Venezuela lost its last glacier this year. The Greenland ice sheet is losing, on average, 30 million tons of ice per hour. Ice loss from the Thwaites Glacier, also known as the “Doomsday” glacier because its collapse could precipitate rapid ice loss in Antarctica, may be unstoppable.

These are just some of the surprising findings from more than 50 leading snow and ice scientists, detailed in a new report from the International Cryosphere Climate Initiative.

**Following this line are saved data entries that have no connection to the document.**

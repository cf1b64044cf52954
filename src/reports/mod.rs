//! Report documents and their PDF / spreadsheet renderings.
//!
//! Every export builds one [`ReportDocument`] (title, summary block, a table
//! and totals) and hands it to [`render`]; the backends in [`pdf`] and
//! [`xlsx`] only know about that model.

pub mod pdf;
pub mod xlsx;

use crate::errors::ServiceError;
use chrono::{DateTime, Utc};
use serde::Serialize;
use std::{fmt, str::FromStr};

pub const PDF_CONTENT_TYPE: &str = "application/pdf";
pub const XLSX_CONTENT_TYPE: &str =
    "application/vnd.openxmlformats-officedocument.spreadsheetml.sheet";

/// Output encodings for exported documents
#[derive(Copy, Clone, Debug, Default, Eq, PartialEq, Serialize)]
#[serde(rename_all = "lowercase")]
pub enum ExportFormat {
    #[default]
    Pdf,
    Excel,
}

impl ExportFormat {
    /// Parses the `format` query value; absent or blank means PDF.
    pub fn from_query(raw: Option<&str>) -> Result<Self, ServiceError> {
        match raw.map(str::trim).filter(|v| !v.is_empty()) {
            None => Ok(ExportFormat::Pdf),
            Some(value) => value.parse().map_err(|_| {
                ServiceError::BadRequest(format!(
                    "Unsupported format '{}'. Expected one of: pdf, excel, xlsx",
                    value
                ))
            }),
        }
    }

    pub fn content_type(&self) -> &'static str {
        match self {
            ExportFormat::Pdf => PDF_CONTENT_TYPE,
            ExportFormat::Excel => XLSX_CONTENT_TYPE,
        }
    }

    pub fn extension(&self) -> &'static str {
        match self {
            ExportFormat::Pdf => "pdf",
            ExportFormat::Excel => "xlsx",
        }
    }
}

impl fmt::Display for ExportFormat {
    fn fmt(&self, f: &mut fmt::Formatter<'_>) -> fmt::Result {
        match self {
            ExportFormat::Pdf => write!(f, "pdf"),
            ExportFormat::Excel => write!(f, "excel"),
        }
    }
}

impl FromStr for ExportFormat {
    type Err = String;

    fn from_str(s: &str) -> Result<Self, Self::Err> {
        match s.trim().to_lowercase().as_str() {
            "pdf" => Ok(ExportFormat::Pdf),
            "excel" | "xlsx" => Ok(ExportFormat::Excel),
            other => Err(format!("unsupported export format: {}", other)),
        }
    }
}

#[derive(Copy, Clone, Debug, Eq, PartialEq)]
pub enum Align {
    Left,
    Right,
}

#[derive(Clone, Debug)]
pub struct ReportColumn {
    pub header: String,
    pub align: Align,
}

impl ReportColumn {
    pub fn text(header: impl Into<String>) -> Self {
        Self {
            header: header.into(),
            align: Align::Left,
        }
    }

    /// Right-aligned column; spreadsheet cells are written as numbers when they parse.
    pub fn numeric(header: impl Into<String>) -> Self {
        Self {
            header: header.into(),
            align: Align::Right,
        }
    }
}

/// Renderer-independent description of an exported document
#[derive(Clone, Debug)]
pub struct ReportDocument {
    pub title: String,
    pub subtitle: Option<String>,
    pub generated_at: DateTime<Utc>,
    /// Label/value pairs printed above the table
    pub summary: Vec<(String, String)>,
    pub columns: Vec<ReportColumn>,
    pub rows: Vec<Vec<String>>,
    /// Label/value pairs printed below the table
    pub totals: Vec<(String, String)>,
}

impl ReportDocument {
    pub fn new(title: impl Into<String>, columns: Vec<ReportColumn>) -> Self {
        Self {
            title: title.into(),
            subtitle: None,
            generated_at: Utc::now(),
            summary: Vec::new(),
            columns,
            rows: Vec::new(),
            totals: Vec::new(),
        }
    }

    pub fn subtitle(mut self, subtitle: impl Into<String>) -> Self {
        self.subtitle = Some(subtitle.into());
        self
    }

    pub fn summary_line(mut self, label: impl Into<String>, value: impl Into<String>) -> Self {
        self.summary.push((label.into(), value.into()));
        self
    }

    pub fn total_line(mut self, label: impl Into<String>, value: impl Into<String>) -> Self {
        self.totals.push((label.into(), value.into()));
        self
    }

    /// Appends a row, padding or truncating it to the column count
    pub fn push_row(&mut self, mut row: Vec<String>) {
        row.resize(self.columns.len(), String::new());
        self.rows.push(row);
    }
}

/// A rendered document ready to be sent as a download
#[derive(Debug)]
pub struct RenderedReport {
    pub bytes: Vec<u8>,
    pub content_type: &'static str,
    pub filename: String,
}

/// `<entity>-<YYYYMMDD-HHMMSS>.<ext>`
pub fn export_filename(stem: &str, at: DateTime<Utc>, format: ExportFormat) -> String {
    format!(
        "{}-{}.{}",
        stem,
        at.format("%Y%m%d-%H%M%S"),
        format.extension()
    )
}

/// Renders `doc` in the requested format
pub fn render(doc: &ReportDocument, format: ExportFormat) -> Result<Vec<u8>, ServiceError> {
    if doc.columns.is_empty() {
        return Err(ServiceError::ExportError(
            "report has no columns".to_string(),
        ));
    }
    match format {
        ExportFormat::Pdf => pdf::render_pdf(doc),
        ExportFormat::Excel => xlsx::render_xlsx(doc),
    }
}

/// Renders on the blocking pool; document generation is CPU-bound.
pub async fn render_report(
    doc: ReportDocument,
    format: ExportFormat,
    stem: &str,
) -> Result<RenderedReport, ServiceError> {
    let filename = export_filename(stem, doc.generated_at, format);
    let bytes = tokio::task::spawn_blocking(move || render(&doc, format)).await??;
    Ok(RenderedReport {
        bytes,
        content_type: format.content_type(),
        filename,
    })
}

#[cfg(test)]
mod tests {
    use super::*;
    use chrono::TimeZone;
    use rstest::rstest;

    pub(crate) fn sample_document() -> ReportDocument {
        let mut doc = ReportDocument::new(
            "Customers",
            vec![
                ReportColumn::text("Business"),
                ReportColumn::text("Type"),
                ReportColumn::numeric("Orders"),
            ],
        )
        .subtitle("Beverage Distribution Co.")
        .summary_line("Filter", "City: Lisbon")
        .total_line("Customers", "2");
        doc.push_row(vec!["Café Central".into(), "Café".into(), "3".into()]);
        doc.push_row(vec!["Harbor Bar".into(), "Bar / Pub".into()]);
        doc
    }

    #[rstest]
    #[case(None, ExportFormat::Pdf)]
    #[case(Some(""), ExportFormat::Pdf)]
    #[case(Some("pdf"), ExportFormat::Pdf)]
    #[case(Some("PDF"), ExportFormat::Pdf)]
    #[case(Some("excel"), ExportFormat::Excel)]
    #[case(Some("xlsx"), ExportFormat::Excel)]
    fn format_query_values(#[case] raw: Option<&str>, #[case] expected: ExportFormat) {
        assert_eq!(ExportFormat::from_query(raw).unwrap(), expected);
    }

    #[test]
    fn unknown_format_is_a_bad_request() {
        let err = ExportFormat::from_query(Some("csv")).unwrap_err();
        assert!(matches!(err, ServiceError::BadRequest(_)));
    }

    #[test]
    fn filename_carries_timestamp_and_extension() {
        let at = Utc.with_ymd_and_hms(2024, 5, 7, 9, 3, 1).unwrap();
        assert_eq!(
            export_filename("orders", at, ExportFormat::Excel),
            "orders-20240507-090301.xlsx"
        );
        assert_eq!(
            export_filename("order-REQ-1", at, ExportFormat::Pdf),
            "order-REQ-1-20240507-090301.pdf"
        );
    }

    #[test]
    fn rows_are_padded_to_column_count() {
        let doc = sample_document();
        assert_eq!(doc.rows[1], vec!["Harbor Bar", "Bar / Pub", ""]);
    }

    #[test]
    fn renders_both_formats_with_their_magic_bytes() {
        let doc = sample_document();
        let pdf = render(&doc, ExportFormat::Pdf).unwrap();
        assert!(pdf.starts_with(b"%PDF"));
        let xlsx = render(&doc, ExportFormat::Excel).unwrap();
        assert!(xlsx.starts_with(b"PK"));
    }

    #[test]
    fn empty_table_still_renders() {
        let doc = ReportDocument::new("Products", vec![ReportColumn::text("Name")]);
        assert!(render(&doc, ExportFormat::Pdf).unwrap().starts_with(b"%PDF"));
        assert!(render(&doc, ExportFormat::Excel).unwrap().starts_with(b"PK"));
    }

    #[tokio::test]
    async fn render_report_runs_off_the_async_runtime() {
        let rendered = render_report(sample_document(), ExportFormat::Excel, "customers")
            .await
            .unwrap();
        assert_eq!(rendered.content_type, XLSX_CONTENT_TYPE);
        assert!(rendered.filename.starts_with("customers-"));
        assert!(rendered.filename.ends_with(".xlsx"));
    }
}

The report summarizes the state of snow and ice in 2024: In short, experts agree, it has been a horrible year for the frozen parts of the Earth, an expected result of global warming. What’s more, leading cryosphere scientists are increasingly concerned that the Atlantic Meridional Overturning Circulation (AMOC), a key ocean current that governs heat cycles in the Atlantic Ocean, is on a path toward collapse.

A rapid stop of the current would cause rapid cooling in the North Atlantic, warming in the southern hemisphere and extreme changes in precipitation. If that happens, the new report suggests, northern Europe could cool by about 5.4 degrees Fahrenheit within a decade.

The report highlights a shift in consensus: Scientists once thought that tipping points, like the collapse of AMOC, were distant or remote possibilities. Now, it appears that some of those thresholds are more likely to be crossed and there is less chance of reversing the situation.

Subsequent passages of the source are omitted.